Saved data entries
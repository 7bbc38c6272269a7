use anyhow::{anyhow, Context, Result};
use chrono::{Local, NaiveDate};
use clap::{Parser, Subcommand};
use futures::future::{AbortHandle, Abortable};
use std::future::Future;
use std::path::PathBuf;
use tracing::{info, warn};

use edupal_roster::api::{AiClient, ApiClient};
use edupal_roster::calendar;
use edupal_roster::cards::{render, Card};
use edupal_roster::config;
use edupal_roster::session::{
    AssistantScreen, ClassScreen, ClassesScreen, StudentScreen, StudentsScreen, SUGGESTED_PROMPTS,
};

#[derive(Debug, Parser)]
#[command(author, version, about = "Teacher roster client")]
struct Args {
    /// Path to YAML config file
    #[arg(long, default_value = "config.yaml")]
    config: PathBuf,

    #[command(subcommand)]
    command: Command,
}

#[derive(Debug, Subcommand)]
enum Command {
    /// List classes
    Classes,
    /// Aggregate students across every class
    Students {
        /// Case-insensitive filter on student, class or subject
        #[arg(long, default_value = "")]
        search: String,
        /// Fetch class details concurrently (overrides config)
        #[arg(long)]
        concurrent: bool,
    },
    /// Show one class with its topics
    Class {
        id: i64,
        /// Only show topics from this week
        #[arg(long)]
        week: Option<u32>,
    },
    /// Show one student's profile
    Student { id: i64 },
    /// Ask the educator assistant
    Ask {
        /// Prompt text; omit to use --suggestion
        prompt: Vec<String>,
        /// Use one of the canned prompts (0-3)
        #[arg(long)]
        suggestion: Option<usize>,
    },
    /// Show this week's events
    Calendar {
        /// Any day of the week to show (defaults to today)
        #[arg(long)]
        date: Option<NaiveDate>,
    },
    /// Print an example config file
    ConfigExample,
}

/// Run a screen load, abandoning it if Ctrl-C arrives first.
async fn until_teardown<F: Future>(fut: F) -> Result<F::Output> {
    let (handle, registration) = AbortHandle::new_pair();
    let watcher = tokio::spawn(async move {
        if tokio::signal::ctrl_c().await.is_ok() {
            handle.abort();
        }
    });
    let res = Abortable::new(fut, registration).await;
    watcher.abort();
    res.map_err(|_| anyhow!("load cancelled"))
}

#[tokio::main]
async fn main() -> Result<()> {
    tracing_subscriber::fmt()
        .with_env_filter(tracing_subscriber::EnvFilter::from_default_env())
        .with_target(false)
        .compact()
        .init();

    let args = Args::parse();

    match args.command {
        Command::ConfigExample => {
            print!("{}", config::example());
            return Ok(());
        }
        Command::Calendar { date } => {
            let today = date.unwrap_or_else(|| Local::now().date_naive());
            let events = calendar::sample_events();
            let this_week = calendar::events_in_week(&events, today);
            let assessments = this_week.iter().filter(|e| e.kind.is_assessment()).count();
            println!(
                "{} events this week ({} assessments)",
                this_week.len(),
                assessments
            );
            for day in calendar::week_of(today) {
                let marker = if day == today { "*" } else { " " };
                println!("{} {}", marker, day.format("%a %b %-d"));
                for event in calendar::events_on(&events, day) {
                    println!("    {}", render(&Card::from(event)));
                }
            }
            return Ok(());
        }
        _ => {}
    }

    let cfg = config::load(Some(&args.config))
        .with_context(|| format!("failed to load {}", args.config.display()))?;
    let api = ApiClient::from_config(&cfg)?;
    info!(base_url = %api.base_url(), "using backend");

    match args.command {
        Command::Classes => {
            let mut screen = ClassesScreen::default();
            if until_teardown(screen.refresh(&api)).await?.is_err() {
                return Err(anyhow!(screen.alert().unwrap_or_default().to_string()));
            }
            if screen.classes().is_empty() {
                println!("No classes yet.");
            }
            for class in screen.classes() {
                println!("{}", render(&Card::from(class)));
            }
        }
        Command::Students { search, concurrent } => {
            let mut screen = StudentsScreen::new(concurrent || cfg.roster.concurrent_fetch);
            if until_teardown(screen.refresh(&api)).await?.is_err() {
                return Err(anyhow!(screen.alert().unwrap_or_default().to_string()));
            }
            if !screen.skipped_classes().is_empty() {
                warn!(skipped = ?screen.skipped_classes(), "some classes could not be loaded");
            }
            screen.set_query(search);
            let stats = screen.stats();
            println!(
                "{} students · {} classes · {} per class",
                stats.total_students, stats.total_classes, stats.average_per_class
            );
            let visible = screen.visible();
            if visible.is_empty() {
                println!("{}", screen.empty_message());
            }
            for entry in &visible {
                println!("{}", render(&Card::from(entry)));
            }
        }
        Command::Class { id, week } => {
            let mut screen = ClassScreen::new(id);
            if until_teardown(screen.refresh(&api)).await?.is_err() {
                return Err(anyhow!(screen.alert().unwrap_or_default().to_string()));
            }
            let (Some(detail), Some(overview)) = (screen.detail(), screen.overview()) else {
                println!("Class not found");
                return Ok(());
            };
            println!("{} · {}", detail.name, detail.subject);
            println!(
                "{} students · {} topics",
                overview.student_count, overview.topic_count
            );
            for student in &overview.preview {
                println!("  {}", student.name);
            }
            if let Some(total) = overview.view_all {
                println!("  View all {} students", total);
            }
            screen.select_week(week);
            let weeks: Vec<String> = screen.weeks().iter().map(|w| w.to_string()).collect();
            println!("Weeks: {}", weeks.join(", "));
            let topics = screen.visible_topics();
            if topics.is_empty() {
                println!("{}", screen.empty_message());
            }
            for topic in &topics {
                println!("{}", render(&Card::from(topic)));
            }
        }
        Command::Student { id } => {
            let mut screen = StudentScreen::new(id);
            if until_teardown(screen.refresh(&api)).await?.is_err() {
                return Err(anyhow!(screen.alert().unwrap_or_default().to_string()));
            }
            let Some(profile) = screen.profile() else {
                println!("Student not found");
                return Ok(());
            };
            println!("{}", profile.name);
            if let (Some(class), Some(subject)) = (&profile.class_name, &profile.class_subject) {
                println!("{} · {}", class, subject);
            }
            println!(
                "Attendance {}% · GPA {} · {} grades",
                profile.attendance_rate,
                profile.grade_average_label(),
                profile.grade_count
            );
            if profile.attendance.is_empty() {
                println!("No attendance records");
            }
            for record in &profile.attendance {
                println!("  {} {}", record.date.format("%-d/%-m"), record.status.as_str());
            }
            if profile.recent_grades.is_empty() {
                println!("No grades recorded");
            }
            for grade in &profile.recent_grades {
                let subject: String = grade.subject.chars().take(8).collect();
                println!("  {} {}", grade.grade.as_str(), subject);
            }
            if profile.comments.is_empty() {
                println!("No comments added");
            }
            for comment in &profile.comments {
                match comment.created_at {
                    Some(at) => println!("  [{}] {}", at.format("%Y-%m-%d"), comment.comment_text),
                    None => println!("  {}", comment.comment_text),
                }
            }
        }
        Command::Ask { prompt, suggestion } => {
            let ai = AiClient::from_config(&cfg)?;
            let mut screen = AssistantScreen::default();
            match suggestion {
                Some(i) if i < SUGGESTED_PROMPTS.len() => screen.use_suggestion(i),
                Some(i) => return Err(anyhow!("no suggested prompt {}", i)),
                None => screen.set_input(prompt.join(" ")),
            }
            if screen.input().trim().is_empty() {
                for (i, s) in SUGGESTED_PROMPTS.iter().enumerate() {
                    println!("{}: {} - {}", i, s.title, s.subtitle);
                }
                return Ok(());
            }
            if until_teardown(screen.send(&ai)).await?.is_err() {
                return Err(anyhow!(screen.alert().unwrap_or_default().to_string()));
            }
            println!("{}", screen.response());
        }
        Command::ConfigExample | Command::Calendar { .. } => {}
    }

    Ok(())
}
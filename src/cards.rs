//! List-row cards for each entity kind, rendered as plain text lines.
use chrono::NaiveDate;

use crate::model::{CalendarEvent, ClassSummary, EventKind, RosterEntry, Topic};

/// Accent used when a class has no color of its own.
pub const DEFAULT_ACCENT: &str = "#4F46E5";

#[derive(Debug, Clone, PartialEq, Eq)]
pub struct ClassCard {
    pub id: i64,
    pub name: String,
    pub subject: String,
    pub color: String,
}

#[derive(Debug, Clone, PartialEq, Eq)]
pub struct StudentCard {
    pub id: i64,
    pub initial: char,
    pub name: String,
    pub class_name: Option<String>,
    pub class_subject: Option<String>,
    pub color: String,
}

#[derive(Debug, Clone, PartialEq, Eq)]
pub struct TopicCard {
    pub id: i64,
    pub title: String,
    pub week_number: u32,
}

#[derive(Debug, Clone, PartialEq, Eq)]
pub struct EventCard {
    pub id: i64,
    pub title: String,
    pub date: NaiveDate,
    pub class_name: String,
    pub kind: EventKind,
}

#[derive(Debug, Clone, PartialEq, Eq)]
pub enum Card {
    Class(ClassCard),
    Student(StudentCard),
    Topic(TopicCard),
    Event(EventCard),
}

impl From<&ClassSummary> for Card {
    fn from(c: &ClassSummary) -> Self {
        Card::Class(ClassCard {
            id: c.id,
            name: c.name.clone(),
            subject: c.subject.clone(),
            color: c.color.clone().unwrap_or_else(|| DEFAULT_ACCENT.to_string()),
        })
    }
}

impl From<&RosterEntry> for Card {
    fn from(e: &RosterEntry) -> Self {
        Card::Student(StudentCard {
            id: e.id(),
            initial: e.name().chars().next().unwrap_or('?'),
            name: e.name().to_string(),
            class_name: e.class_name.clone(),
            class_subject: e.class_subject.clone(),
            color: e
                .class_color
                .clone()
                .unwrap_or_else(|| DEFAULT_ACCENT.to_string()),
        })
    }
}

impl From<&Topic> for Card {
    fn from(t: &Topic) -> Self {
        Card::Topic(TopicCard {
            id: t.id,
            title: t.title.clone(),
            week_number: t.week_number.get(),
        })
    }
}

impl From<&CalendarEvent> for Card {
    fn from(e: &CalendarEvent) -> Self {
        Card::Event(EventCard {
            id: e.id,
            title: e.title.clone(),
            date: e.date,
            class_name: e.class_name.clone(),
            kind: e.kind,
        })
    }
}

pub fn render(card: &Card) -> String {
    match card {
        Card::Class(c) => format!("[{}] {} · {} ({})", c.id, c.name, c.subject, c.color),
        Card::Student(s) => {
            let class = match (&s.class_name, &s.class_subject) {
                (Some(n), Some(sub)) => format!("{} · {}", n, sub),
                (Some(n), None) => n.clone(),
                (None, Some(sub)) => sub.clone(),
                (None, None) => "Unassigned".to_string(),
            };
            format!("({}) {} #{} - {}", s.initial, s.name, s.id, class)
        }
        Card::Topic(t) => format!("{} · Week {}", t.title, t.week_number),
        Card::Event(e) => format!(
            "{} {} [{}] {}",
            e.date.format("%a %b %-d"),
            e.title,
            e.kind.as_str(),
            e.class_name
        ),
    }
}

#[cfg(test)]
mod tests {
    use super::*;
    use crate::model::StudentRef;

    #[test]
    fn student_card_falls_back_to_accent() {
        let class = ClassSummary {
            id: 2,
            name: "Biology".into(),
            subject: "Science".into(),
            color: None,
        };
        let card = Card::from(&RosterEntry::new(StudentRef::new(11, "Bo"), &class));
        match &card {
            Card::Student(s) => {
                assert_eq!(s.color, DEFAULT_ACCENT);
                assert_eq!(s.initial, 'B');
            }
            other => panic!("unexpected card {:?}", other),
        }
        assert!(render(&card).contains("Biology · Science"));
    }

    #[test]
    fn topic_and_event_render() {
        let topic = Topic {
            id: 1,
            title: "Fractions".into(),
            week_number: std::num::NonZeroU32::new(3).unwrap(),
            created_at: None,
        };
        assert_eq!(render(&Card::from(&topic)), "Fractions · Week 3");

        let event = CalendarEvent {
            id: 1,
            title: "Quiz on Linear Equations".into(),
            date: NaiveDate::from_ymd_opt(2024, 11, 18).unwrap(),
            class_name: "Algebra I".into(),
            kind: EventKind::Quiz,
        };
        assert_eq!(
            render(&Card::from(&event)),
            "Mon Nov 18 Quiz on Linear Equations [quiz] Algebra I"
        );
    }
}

**To do**.
Determine how many lines of the records hold the word "ConfigExample", giving only that number.

**Answer section**.
3